- Thara Jhikla Location in Punjab, India Thara Jhikla Thara Jhikla (India)
- Coordinates: 32°24′48″N 75°43′17″E﻿ / ﻿32.4132802°N 75.7213904°E
- Country: India
- State: Punjab
- District: Gurdaspur
- Tehsil: Dhar Kalan

Government
- • Type: Panchayat raj
- • Body: Gram panchayat

Area
- • Total: 2,041 ha (5,043 acres)
- Elevation: 524 m (1,719 ft)

Population (2011)
- • Total: 3,624
- • Density: 180/km^{2} (460/sq mi)
- • Total Households: 667
- Sex ratio 1907/1717 ♂/♀

Languages
- • Official: Punjabi
- Time zone: UTC+5:30 (IST)
- PIN: 145022
- Telephone: 01870
- ISO 3166 code: IN-PB
- Vehicle registration: PB-06
- Website: gurdaspur.nic.in

= Thara Jhikla =

Thara Jhikla is a village in Dhar Kalan in Gurdaspur district of Punjab State, India. It is located 11 km from sub district headquarter, 8 km from Pathankot, 60 km from district headquarter and 259 km from state capital Chandigarh. The village is administrated by Sarpanch an elected representative of the village.

== Demography ==
As of 2011, the village has a total number of 667 houses and a population of 3627 of which 1907 are males while 1717 are females according to the report published by Census India in 2011. The literacy rate of the village is 80.04%, highest than the state average of 75.84%. The population of children under the age of 6 years is 477 which is 13.16% of total population of the village, and child sex ratio is approximately 780 lower than the state average of 846.
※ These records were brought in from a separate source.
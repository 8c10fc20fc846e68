//! Typed event channels for endpoint signals.
//!
//! A [`Signal`] is a list of subscriber callbacks invoked in registration
//! order on the dispatcher. Emission is fire-and-forget: the emitting I/O
//! task posts one capture to the dispatcher and moves on. Subscribers must
//! not block — they share the dispatcher with every other callback.

use std::sync::{Arc, Mutex, PoisonError};

use crate::dispatcher::Dispatcher;

type Slot<T> = Arc<dyn Fn(&T) + Send + Sync>;

/// A fire-and-forget event channel carrying values of type `T`.
///
/// Subscribers receive a shared reference to the emitted value and run in
/// the order they were connected.
pub struct Signal<T> {
    dispatcher: Dispatcher,
    slots: Arc<Mutex<Vec<Slot<T>>>>,
}

impl<T: Send + 'static> Signal<T> {
    pub(crate) fn new(dispatcher: Dispatcher) -> Self {
        Self {
            dispatcher,
            slots: Arc::new(Mutex::new(Vec::new())),
        }
    }

    /// Registers a subscriber. Subscribers cannot be removed; they live as
    /// long as the signal.
    pub fn connect(&self, slot: impl Fn(&T) + Send + Sync + 'static) {
        self.lock().push(Arc::new(slot));
    }

    /// Emits `value` to every subscriber, serialized on the dispatcher.
    pub(crate) fn emit(&self, value: T) {
        let slots = self.lock().clone();
        if slots.is_empty() {
            return;
        }

        self.dispatcher.enqueue(move || {
            for slot in &slots {
                slot(&value);
            }
        });
    }

    fn lock(&self) -> std::sync::MutexGuard<'_, Vec<Slot<T>>> {
        self.slots.lock().unwrap_or_else(PoisonError::into_inner)
    }
}

impl<T> std::fmt::Debug for Signal<T> {
    fn fmt(&self, f: &mut std::fmt::Formatter<'_>) -> std::fmt::Result {
        f.debug_struct("Signal").finish_non_exhaustive()
    }
}

#[cfg(test)]
mod tests {
    use std::sync::atomic::{AtomicUsize, Ordering};
    use std::time::Duration;

    use super::*;

    #[tokio::test]
    async fn subscribers_run_in_registration_order() {
        let dispatcher = Dispatcher::new();
        let signal: Signal<u32> = Signal::new(dispatcher);
        let log = Arc::new(Mutex::new(Vec::new()));

        for tag in ["a", "b", "c"] {
            let log = Arc::clone(&log);
            signal.connect(move |value: &u32| {
                log.lock().unwrap().push(format!("{tag}{value}"));
            });
        }

        signal.emit(1);
        signal.emit(2);

        tokio::time::sleep(Duration::from_millis(50)).await;
        assert_eq!(
            *log.lock().unwrap(),
            vec!["a1", "b1", "c1", "a2", "b2", "c2"]
        );
    }

    #[tokio::test]
    async fn emission_without_subscribers_is_inert() {
        let dispatcher = Dispatcher::new();
        let signal: Signal<Vec<u8>> = Signal::new(dispatcher);
        signal.emit(vec![1, 2, 3]);

        // Late subscribers do not see earlier emissions.
        let count = Arc::new(AtomicUsize::new(0));
        let count_in = Arc::clone(&count);
        signal.connect(move |_| {
            count_in.fetch_add(1, Ordering::SeqCst);
        });

        tokio::time::sleep(Duration::from_millis(30)).await;
        assert_eq!(count.load(Ordering::SeqCst), 0);
    }
}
Most of the people are from Schedule Caste which constitutes 22.54% of total population in the village. The town does not have any Schedule Tribe population so far.
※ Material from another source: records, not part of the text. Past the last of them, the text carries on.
//! Client I/O actor.
//!
//! One task per connection attempt: it opens and connects the socket, then
//! serves the send pipeline, the receive loop, the liveness timers, and the
//! heartbeat sweep until it is told to close or hits a fatal error. The
//! reconnect wrapper consumes its [`IoEvent`] stream and decides whether a
//! replacement actor gets spawned.
//!
//! # Connect sequence
//!
//! 1. Open the datagram socket, binding the return path first when one is
//!    configured (stale return-path files are ours and get replaced).
//! 2. `SO_SNDBUF = buffer_size + 1` — one spare byte for the kind tag.
//! 3. Connect to the resolved server path.
//! 4. Read peer credentials where the platform exposes them.
//!
//! Any failure reports `ConnectFailed` and ends the actor; retry policy
//! lives entirely in the wrapper.

use std::io;
use std::os::unix::net::UnixDatagram as StdUnixDatagram;
use std::path::{Path, PathBuf};
use std::pin::Pin;
use std::time::Duration;

use tokio::net::UnixDatagram;
use tokio::sync::mpsc;
use tokio::time::{Instant, Sleep};
use tracing::{debug, info, warn};

use super::pipeline::{SendCycleStatus, SendPipeline};
use super::{
    dispatch_datagram, peer_pid, set_send_buffer_size, Flow, IoCommand, IoEvent, IoHandle,
    RECEIVE_BUFFER_MARGIN,
};
use crate::dispatcher::{Dispatcher, Timer};
use crate::entry::{SendEntry, SendQueue};
use crate::error::Error;
use crate::heartbeat::PeerTracker;

pub(crate) struct ClientIoConfig {
    /// Server path, already resolved by the wrapper at connect time.
    pub server_path: PathBuf,
    /// Return path for bidirectional traffic.
    pub client_path: Option<PathBuf>,
    pub buffer_size: usize,
    pub server_check_interval: Option<Duration>,
    pub client_socket_check_interval: Option<Duration>,
    /// Deadline interval advertised to the server in heartbeats.
    pub next_heartbeat_deadline: Option<Duration>,
}

/// Spawns the client actor; the returned handle feeds commands in and
/// carries lifecycle events out.
pub(crate) fn spawn(
    dispatcher: Dispatcher,
    config: ClientIoConfig,
    queue: SendQueue,
) -> IoHandle {
    let (cmd_tx, cmd_rx) = mpsc::unbounded_channel();
    let (event_tx, event_rx) = mpsc::unbounded_channel();

    tokio::spawn(run(dispatcher, config, queue, cmd_tx.clone(), cmd_rx, event_tx));

    IoHandle {
        cmd: cmd_tx,
        events: event_rx,
    }
}

async fn run(
    dispatcher: Dispatcher,
    config: ClientIoConfig,
    queue: SendQueue,
    cmd_tx: mpsc::UnboundedSender<IoCommand>,
    cmd_rx: mpsc::UnboundedReceiver<IoCommand>,
    events: mpsc::UnboundedSender<IoEvent>,
) {
    let (socket, pid) = match connect(&config) {
        Ok(connected) => connected,
        Err(err) => {
            debug!(
                server = %config.server_path.display(),
                error = %err,
                "client connect failed"
            );
            // A return path bound before the failure is ours to remove.
            if let Some(path) = &config.client_path {
                let _ = std::fs::remove_file(path);
            }
            let _ = events.send(IoEvent::ConnectFailed(err));
            return;
        }
    };

    info!(
        server = %config.server_path.display(),
        peer_pid = ?pid,
        "client connected"
    );
    let _ = events.send(IoEvent::Connected(pid));

    let recv_buf = vec![0u8; config.buffer_size + RECEIVE_BUFFER_MARGIN];
    let mut actor = ClientActor {
        pipeline: SendPipeline::new(queue.clone(), dispatcher.clone(), events.clone()),
        server_check_timer: Timer::new(&dispatcher),
        socket_check_timer: Timer::new(&dispatcher),
        config,
        socket,
        queue,
        tracker: PeerTracker::new(),
        events,
        cmd_rx,
        recv_buf,
        backoff: Box::pin(tokio::time::sleep(Duration::ZERO)),
        backoff_armed: false,
        socket_ready: true,
    };

    actor.start_timers(&cmd_tx);
    actor.run_loop().await;
    actor.shutdown();
}

/// Opens, configures, and connects the socket. Synchronous: every step is a
/// local operation on a datagram socket.
fn connect(config: &ClientIoConfig) -> Result<(UnixDatagram, Option<i32>), Error> {
    let std_socket = match &config.client_path {
        Some(path) => {
            let _ = std::fs::remove_file(path);
            StdUnixDatagram::bind(path)?
        }
        None => StdUnixDatagram::unbound()?,
    };

    set_send_buffer_size(&std_socket, config.buffer_size + 1)?;
    std_socket.connect(&config.server_path)?;
    std_socket.set_nonblocking(true)?;

    let pid = peer_pid(&std_socket);
    let socket = UnixDatagram::from_std(std_socket)?;
    Ok((socket, pid))
}

struct ClientActor {
    config: ClientIoConfig,
    socket: UnixDatagram,
    queue: SendQueue,
    pipeline: SendPipeline,
    tracker: PeerTracker,
    events: mpsc::UnboundedSender<IoEvent>,
    cmd_rx: mpsc::UnboundedReceiver<IoCommand>,
    server_check_timer: Timer,
    socket_check_timer: Timer,
    recv_buf: Vec<u8>,
    backoff: Pin<Box<Sleep>>,
    backoff_armed: bool,
    socket_ready: bool,
}

impl ClientActor {
    fn start_timers(&mut self, cmd: &mpsc::UnboundedSender<IoCommand>) {
        if let Some(interval) = self.config.server_check_interval {
            let cmd = cmd.clone();
            self.server_check_timer.start(interval, move || {
                let _ = cmd.send(IoCommand::ServerCheck);
            });
        }

        if self.config.client_path.is_some() {
            if let Some(interval) = self.config.client_socket_check_interval {
                let cmd = cmd.clone();
                self.socket_check_timer.start(interval, move || {
                    let _ = cmd.send(IoCommand::CheckClientSocket);
                });
            }
        }
    }

    async fn run_loop(&mut self) {
        // Entries queued before this connection existed flush first.
        if self.pump().await == Flow::Close {
            return;
        }

        loop {
            let sweep_at = self.tracker.next_wakeup();
            let flow = tokio::select! {
                cmd = self.cmd_rx.recv() => self.handle_command(cmd).await,
                _ = &mut self.backoff, if self.backoff_armed => {
                    self.backoff_armed = false;
                    self.pump().await
                }
                received = self.socket.recv_from(&mut self.recv_buf) => {
                    self.handle_recv(received);
                    Flow::Continue
                }
                _ = tokio::time::sleep_until(sweep_at.unwrap_or_else(Instant::now)),
                    if sweep_at.is_some() =>
                {
                    self.sweep();
                    Flow::Continue
                }
            };

            if flow == Flow::Close {
                return;
            }
        }
    }

    async fn handle_command(&mut self, cmd: Option<IoCommand>) -> Flow {
        match cmd {
            Some(IoCommand::Wake) => self.pump().await,
            Some(IoCommand::ServerCheck) => {
                self.queue.push_back(SendEntry::probe());
                if self.config.client_path.is_some() {
                    if let Some(deadline) = self.config.next_heartbeat_deadline {
                        self.queue.push_back(SendEntry::heartbeat(deadline));
                    }
                }
                self.pump().await
            }
            Some(IoCommand::CheckClientSocket) => self.check_client_socket(),
            Some(IoCommand::Close) | None => Flow::Close,
        }
    }

    async fn pump(&mut self) -> Flow {
        if !self.socket_ready {
            return Flow::Continue;
        }

        match self.pipeline.drive(&self.socket).await {
            SendCycleStatus::Idle => {
                self.backoff_armed = false;
                Flow::Continue
            }
            SendCycleStatus::Backoff(at) => {
                self.backoff.as_mut().reset(at);
                self.backoff_armed = true;
                Flow::Continue
            }
            SendCycleStatus::Fatal => Flow::Close,
        }
    }

    fn handle_recv(&mut self, received: io::Result<(usize, tokio::net::unix::SocketAddr)>) {
        match received {
            Ok((n, addr)) => {
                let sender = addr.as_pathname().map(Path::to_path_buf);
                dispatch_datagram(&self.recv_buf[..n], sender, &mut self.tracker, &self.events);
            }
            // Receive errors carry no retry obligation; server loss surfaces
            // through the probe send instead.
            Err(err) => debug!(error = %err, "client receive error ignored"),
        }
    }

    /// Verifies the bound return path still exists on disk.
    fn check_client_socket(&mut self) -> Flow {
        let Some(path) = &self.config.client_path else {
            return Flow::Continue;
        };
        if path.exists() {
            return Flow::Continue;
        }

        warn!(path = %path.display(), "client socket file disappeared");
        let _ = self
            .events
            .send(IoEvent::Error(Error::SocketFileLost(path.clone())));
        Flow::Close
    }

    fn sweep(&mut self) {
        for peer in self.tracker.take_missed(Instant::now()) {
            let _ = self.events.send(IoEvent::DeadlineExceeded(peer));
        }
    }

    fn shutdown(&mut self) {
        self.socket_ready = false;
        self.server_check_timer.stop();
        self.socket_check_timer.stop();
        self.tracker.clear();

        if let Some(path) = &self.config.client_path {
            let _ = std::fs::remove_file(path);
        }

        debug!(server = %self.config.server_path.display(), "client endpoint closed");
        let _ = self.events.send(IoEvent::Closed);
    }
}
As per census 2011, 1235 people were engaged in work activities out of the total population of the village which includes 1020 males and 215 females. According to census survey report 2011, 66.80% workers describe their work as main work and 33.20% workers are involved in marginal activity providing the livelihood for less than 6 months.

== Transport ==
The nearest train station is located 29 km away in Dalhousie road and Sri Guru Ram Dass Jee International Airport is 147 km away from the village.